D: “Interessante la tematica scelta, che, peraltro, è tornata fortemente in auge proprio ultimamente. Hai affrontato: una mole di materiale informativo immensa e frammentaria, le migliaia di pagine dell’istruttoria, problemi economici e di produzione e tutto per realizzare questo film. Cosa ha determinato la scelta del soggetto? Qual è stato il fattore scatenante?”

R: “È il film che sceglie il regista e non il contrario, secondo me. Per esempio, mi trovavo a Erto per dei sopralluoghi per fare un film sui partigiani, quando arrivò un uomo in canottiera e bandana, era Mauro Corona. Mi parlò del disastro del Vajont. Mi portò nella sua bottega e mi diede anche un libro “Sulla pelle viva. Come si costruisce una catastrofe. Il caso del Vajont.” (scritto nel 1963, solo nel 1983 un editore fu disposto a pubblicarlo, n.d.r.) di Tina Merlin, una giornalista che pubblicò moltissimi articoli per avvisare che la diga era pericolosa e che avrebbe causato la frana del monte Toc. Restò inascoltata (fu addirittura denunciata e processata per falso allarmismo, n.d.r.). Il monte franò. Perirono circa duemila persone. Così nacque il film “Vajont”. Per “Ustica” è accaduta la stessa cosa: il film ha trovato me. Due miei amici, ingegneri aeronautici, che sono poi quelli che mi hanno supportato per tutta la produzione, mi dissero che avevano molto materiale su Ustica. Lessi anche tutti i quotidiani che, a ridosso della strage, parlarono di collisione in volo. Ma, quattro giorni dopo, i servizi segreti erano già intervenuti mettendo in moto la cosiddetta “macchina della disinformazione”: ovvero, vennero avanzate tali e tante altre ipotesi che le acque si confusero completamente. Approfondii leggendomi tutti gli atti. Il film si basa su tutte testimonianze reali e spero che lo spunto venga raccolto da qualche magistrato per riaprire il caso.
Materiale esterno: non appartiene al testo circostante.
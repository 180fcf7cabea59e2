//! # Reference Submissions
//!
//! Complete, in-process submissions that publish their manifests the way a
//! real submission would.
//!
//! - [`COMPLETE`]: satisfies every checklist item.
//! - [`UNSAFE_SINGLETON`]: identical, except the node manager's accessor
//!   hands out a fresh instance on every call.
//!
//! Each load builds fresh state (including the single node manager), so
//! repeated grading runs never observe each other.

mod commands;
mod events;
mod nodes;
mod processing;

pub use commands::{Action, CommandInvoker, ProcessCommand};
pub use events::{AlertingObserver, EventPublisher, EventSink, LoggingObserver, ProcessEvent};
pub use nodes::NodeManager;
pub use processing::{ProcessorFactory, ProcessorKind, ProcessorUnit};

use crate::manifest::{Manifest, ManifestRegistry, TypeDescriptor};
use crate::types::{Instance, Raised, Value};

/// Namespace of the complete reference submission.
pub const COMPLETE: &str = "reference.complete";

/// Namespace of the variant whose single instance is not single.
pub const UNSAFE_SINGLETON: &str = "reference.unsafe";

/// Registry holding both reference submissions.
#[must_use]
pub fn registry() -> ManifestRegistry {
    ManifestRegistry::new()
        .with(COMPLETE, complete)
        .with(UNSAFE_SINGLETON, unsafe_singleton)
}

/// The complete reference submission.
#[must_use]
pub fn complete() -> Manifest {
    assemble(Manifest::new(COMPLETE), nodes::cached_type())
}

/// The reference submission with a fresh-instance accessor.
#[must_use]
pub fn unsafe_singleton() -> Manifest {
    assemble(Manifest::new(UNSAFE_SINGLETON), nodes::fresh_type())
}

fn assemble(manifest: Manifest, node_manager: TypeDescriptor) -> Manifest {
    processing::types()
        .into_iter()
        .chain(std::iter::once(node_manager))
        .chain(events::types())
        .chain(commands::types())
        .fold(manifest, Manifest::with_type)
}

// =============================================================================
// BODY HELPERS
// =============================================================================

/// Borrow the receiver as `T`, or raise.
pub(crate) fn receiver<'a, T: 'static>(
    this: Option<&'a Instance>,
    expected: &str,
) -> Result<&'a T, Raised> {
    this.and_then(Instance::downcast_ref::<T>)
        .ok_or_else(|| Raised::new(format!("receiver is not a {expected}")))
}

/// Text argument at `index`, or raise.
pub(crate) fn text_arg<'a>(args: &'a [Value], index: usize) -> Result<&'a str, Raised> {
    args.get(index)
        .and_then(Value::as_text)
        .ok_or_else(|| Raised::new(format!("argument {index} must be text")))
}

/// Object argument at `index` borrowed as `T`, or raise.
pub(crate) fn object_arg<'a, T: 'static>(
    args: &'a [Value],
    index: usize,
    expected: &str,
) -> Result<&'a T, Raised> {
    args.get(index)
        .and_then(Value::as_instance)
        .and_then(Instance::downcast_ref::<T>)
        .ok_or_else(|| Raised::new(format!("argument {index} must be a {expected}")))
}

// =============================================================================
// TESTS
// =============================================================================

#[cfg(test)]
mod tests {
    use super::*;
    use crate::manifest::ArtifactLoader;

    #[test]
    fn registry_lists_both_namespaces() {
        assert_eq!(
            registry().namespaces(),
            vec![COMPLETE.to_string(), UNSAFE_SINGLETON.to_string()]
        );
    }

    #[test]
    fn complete_publishes_every_pattern_type() {
        let manifest = complete();
        for name in [
            "Processor",
            "ProcessorFactory",
            "DataProcessor",
            "ComputeProcessor",
            "IOProcessor",
            "NodeManager",
            "EventObserver",
            "ProcessEvent",
            "EventPublisher",
            "LoggingObserver",
            "AlertingObserver",
            "Command",
            "ProcessCommand",
            "CommandInvoker",
        ] {
            assert!(manifest.get(name).is_some(), "{name} missing");
        }
        assert!(manifest.is_assignable("IOProcessor", "Processor"));
        assert!(manifest.is_assignable("ProcessCommand", "Command"));
    }
}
D: “Tra fiction e realtà. Tutte le vicende private dei personaggi sono fiction?

R: “Il personaggio di Caterina Murino, Roberta Bellodi, è tratto da una persona esistente. Nella realtà è un papà, che ha perso la sua bambina nella tragedia. La sua piccola nuotava molto bene e lui s’è recato ogni giorno alla spiaggia, sperando di vederla tornare. Per tutela della sua privacy, ovviamente, il personaggio è stato cambiato. Il ruolo che interpreta Lubna Azbal, Valja, è totalmente inventato, serviva un testimone che andasse sul posto e vedesse cos’era accaduto. Il personaggio di Marco Leonardi, l’onorevole Corrado di Acquaformosa, è ugualmente di fantasia: serviva un uomo delle istituzioni che facesse da tramite tra Roma e il testimone.

D: “Relativamente al MIG-23: la fiction mette il ritrovamento del relitto e la ricerca della verità nelle mani d’una donna albanese. Come mai questa scelta?”

R: “Come si dice in gergo cinematografico, Valja nasconde dentro di sé un “fantasma”: ovvero, è il personaggio che da la motivazione personale. Lei ha avuto un’esperienza forte nella sua vita che l’ha condizionata, da cui, la sua reazione davanti alla strage. Relativamente alla scelta della nazionalità non c’è un motivo particolare. Semplicemente, a quei tempi, c’erano molte colonie albanesi in Calabria di gente che veniva a lavorare, quindi, la presenza della popolazione era molto alta.

D: “Il messaggio che viene ritrovato nel film: da dove nasce?”

R: “Dagli atti dell’istruttoria. Il messaggio è vero. Rosario Priore mette agli atti che venne ritrovata una carta aeronautica, tutta bruciacchiata, sulla quale si trovava un messaggio in arabo. Sempre agli atti viene riportata la convocazione d’un siriano nell’ufficio del generale Zeno Tascio (all’epoca dei fatti a capo del SIOS, i servizi segreti dell’aeronautica militare italiana, articoli reperibili on line n.d.r.) proprio per tradurre questo messaggio. Le parole che riporto nel film sono quelle degli atti. Il generale Tascio ritrattò tutto e il messaggio andò perduto. Infatti, all’estero, il film uscirà come “The missing paper” proprio perché, per il pubblico non-italiano, dare per titolo “Ustica” non avrebbe senso.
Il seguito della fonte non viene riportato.